Well, she is not ready for any of this. She is happy to drag along. I suspect she has a serious affair put of this marriage, and she is in fog. She is happy to be in this marriage as it is without us changing anything. She doesn't want to sweat it out at all. I told her that we need to be open and stop suspicion. To me the first place to start was to get rid of all passwords in our phones and laptops, share bank pass codes, be open about us and allow each other into each other's lives. She will have none of it. Even when I told her I will end the marriage as a result, the hasn't bulged.
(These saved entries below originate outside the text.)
//! Slippage estimation
//!
//! Predicts the slippage fraction of an order from the shape of the book:
//! top-N bid volumes, top-N ask volumes (zero padded) and the notional.
//! The default model is a linear median quantile regression.

use rust_decimal::Decimal;
use rust_decimal::prelude::ToPrimitive;
use serde::{Deserialize, Serialize};
use types::errors::EstimatorError;
use types::order::{OrderParameters, Side};

use super::synthetic::{dot, fit_quantile, slippage_dataset};
use super::{scale_by_notional, to_decimal, SlippageModel};
use crate::order_book::OrderBookState;

/// Median
pub const DEFAULT_QUANTILE: f64 = 0.5;

/// Linear quantile regression weights.
#[derive(Debug, Clone, PartialEq, Serialize, Deserialize)]
pub struct LinearQuantileModel {
    pub quantile: f64,
    pub intercept: f64,
    pub coefficients: Vec<f64>,
}

impl LinearQuantileModel {
    pub fn new(quantile: f64, intercept: f64, coefficients: Vec<f64>) -> Self {
        Self {
            quantile,
            intercept,
            coefficients,
        }
    }

    /// Median regression fitted on the seeded synthetic dataset for a book
    /// of `depth` levels per side.
    pub fn fallback(depth: usize, seed: u64) -> Self {
        let data = slippage_dataset(depth, seed);
        let (intercept, coefficients) = fit_quantile(&data, DEFAULT_QUANTILE);
        Self::new(DEFAULT_QUANTILE, intercept, coefficients)
    }
}

impl SlippageModel for LinearQuantileModel {
    fn predict(&self, features: &[f64]) -> Result<f64, EstimatorError> {
        if features.len() != self.coefficients.len() {
            return Err(EstimatorError::FeatureMismatch {
                expected: self.coefficients.len(),
                actual: features.len(),
            });
        }
        let prediction = self.intercept + dot(&self.coefficients, features);
        if !prediction.is_finite() {
            return Err(EstimatorError::NonFinite {
                model: "slippage".to_string(),
            });
        }
        Ok(prediction)
    }

    fn feature_count(&self) -> usize {
        self.coefficients.len()
    }
}

/// Result of one slippage estimate.
#[derive(Debug, Clone, Copy, PartialEq)]
pub struct SlippageEstimate {
    /// Fraction of notional, never negative.
    pub slippage_pct: f64,
    pub cost: Decimal,
}

#[derive(Debug)]
pub struct SlippageEstimator {
    model: Box<dyn SlippageModel>,
    depth: usize,
}

impl SlippageEstimator {
    pub fn new(model: Box<dyn SlippageModel>, depth: usize) -> Self {
        Self { model, depth }
    }

    pub fn fallback(depth: usize, seed: u64) -> Self {
        Self::new(Box::new(LinearQuantileModel::fallback(depth, seed)), depth)
    }

    /// Levels per side in the feature vector.
    pub fn depth(&self) -> usize {
        self.depth
    }

    /// Feature vector: bid volumes ++ ask volumes (zero padded to `depth`
    /// each) ++ notional.
    pub fn features(&self, book: &OrderBookState, order: &OrderParameters) -> Vec<f64> {
        let mut features = Vec::with_capacity(2 * self.depth + 1);
        for side in [Side::BUY, Side::SELL] {
            let levels = book.top_n(side, self.depth);
            features.extend(levels.iter().map(|level| level.volume.to_f64()));
            features.extend(std::iter::repeat(0.0).take(self.depth - levels.len()));
        }
        features.push(order.notional_usd.to_f64().unwrap_or(0.0));
        features
    }

    pub fn estimate(
        &self,
        book: &OrderBookState,
        order: &OrderParameters,
    ) -> Result<SlippageEstimate, EstimatorError> {
        let raw = self.model.predict(&self.features(book, order))?;
        if !raw.is_finite() {
            return Err(EstimatorError::NonFinite {
                model: "slippage".to_string(),
            });
        }
        let slippage_pct = raw.max(0.0);
        let pct = to_decimal(slippage_pct, "slippage")?;
        let cost = scale_by_notional(pct, order.notional_usd, "slippage")?;
        Ok(SlippageEstimate { slippage_pct, cost })
    }
}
Instead she has chosen to not want to sit with me even for a minute, she leaves early in the morning and comes back at night straight to her room. I told her I will move out( I can't call it divorce because as you can see we were not officially married) but she thinks am bluffing. I seriously want to now ed this charade and I truly feel for my two lovely kids, 8 and 6. I need adivise. She is otherwise a very good mother and she comes from a family that believes in never ending a marriage, so I think that constrains her a lot. Good people, what do I do?


----------



## Diesel_Bomber (Mar 17, 2013)

Simply put---no trust, no relationship. However, in no case should you let this turn into abuse on your part. Especially since kids are involved. I got divorced when my son was 9 months old after a highly dysfunctional marriage. Looking back it was the best thing for him. He's happy and I cherish the time we have together. He doesn't have to watch me get hit, or be called awful names. 

There's a lot of work to be done here, and it can't be done if she's still goofing around with other dudes.

Kind regards, 

DB


----------



## Thisgottachange (Apr 12, 2013)

DB,

Thanks for your reply and encouraging words. And am so sorry not to have posted earlier. There so much going on on my end(what with a new business am setting up?) but now I will keep all posted on progress in my end.
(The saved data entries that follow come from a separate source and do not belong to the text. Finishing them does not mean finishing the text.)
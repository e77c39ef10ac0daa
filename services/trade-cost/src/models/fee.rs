//! Expected exchange fee
//!
//! `fee = p·maker_rate·N + (1 - p)·taker_rate·N` where `p` is the maker
//! probability and `N` the notional. Every product is checked; an
//! overflow is reported rather than panicking.

use rust_decimal::Decimal;
use types::errors::EstimatorError;
use types::fee::{FeeSchedule, FeeTier};

use super::{scale_by_notional, to_decimal};

#[derive(Debug, Clone, Default)]
pub struct FeeEstimator {
    schedule: FeeSchedule,
}

impl FeeEstimator {
    pub fn new(schedule: FeeSchedule) -> Self {
        Self { schedule }
    }

    pub fn schedule(&self) -> &FeeSchedule {
        &self.schedule
    }

    pub fn tier(&self, name: &str) -> Result<&FeeTier, EstimatorError> {
        self.schedule
            .get(name)
            .ok_or_else(|| EstimatorError::UnknownFeeTier {
                tier: name.to_string(),
            })
    }

    /// Probability-weighted fee in quote currency.
    pub fn fee_cost(&self, tier: &str, p_maker: f64, notional: Decimal) -> Result<Decimal, EstimatorError> {
        let (maker_rate, taker_rate) = self.tier(tier)?.rates();
        let p = to_decimal(p_maker.clamp(0.0, 1.0), "fee")?;
        let maker_fee = scale_by_notional(maker_rate, notional, "fee")?;
        let taker_fee = scale_by_notional(taker_rate, notional, "fee")?;
        p.checked_mul(maker_fee)
            .zip((Decimal::ONE - p).checked_mul(taker_fee))
            .and_then(|(maker, taker)| maker.checked_add(taker))
            .ok_or_else(|| EstimatorError::Overflow {
                model: "fee".to_string(),
            })
    }
}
Yes trust is a must for a relationship. And that is what my thesis to her is all about.

Yesterday morning when she came to pick something in our room when I was in bed ( we now live in separate bedrooms) I told her that we need to talk about the future of our 2 children. She agreed that yes, we should set time to discuss that. She them left the houseand came back at 8.30pm at night. Straight away she went to her bedroom. At 10 pm I called her out. Clearly, ha I g this discussion was not what she wanted. 

Am clear in my mind that without our agreeing to rebuild trust there is no marriage here. Instead she, like I expected began re- telling all the bad things that have gone wrong in our marriage siting many incidents, all of them my fault and failures of course, and this went on for like over an hour. I agreed with her that a lot has gone wrong, buy unless she commits to us removing barriers to re-building trust, the I want out. She was all talk how the separation is good, how she regrets being in this marriage, how there are many things to be addressed before we talk trust, a whole lot of crap really. No trust, no marriage. That is my simple mantra.

Trust to me starts with removng all FC passwords and all email passwords. Per my earlier post she has bee living I'm a private virtual world. And am to a degree guilty also. But these passwords create so much fertile ground for wrecking marriages I don't know how any marriage can exists with them.


----------



## Thumper (Mar 23, 2013)

Why would you leave? Why not ask her to leave? I'll be honest, this doesn't look like its gonna end on a positive note. You have to have something to build something more, there's no foundation to build on here, other than the child. theres a LOT to overcome, can it be done, sure I guess. But, it takes two working at it, she's already disconnected from the relationship, which is gonna make this virtually impossible. Sorry your having to go thru this.


----------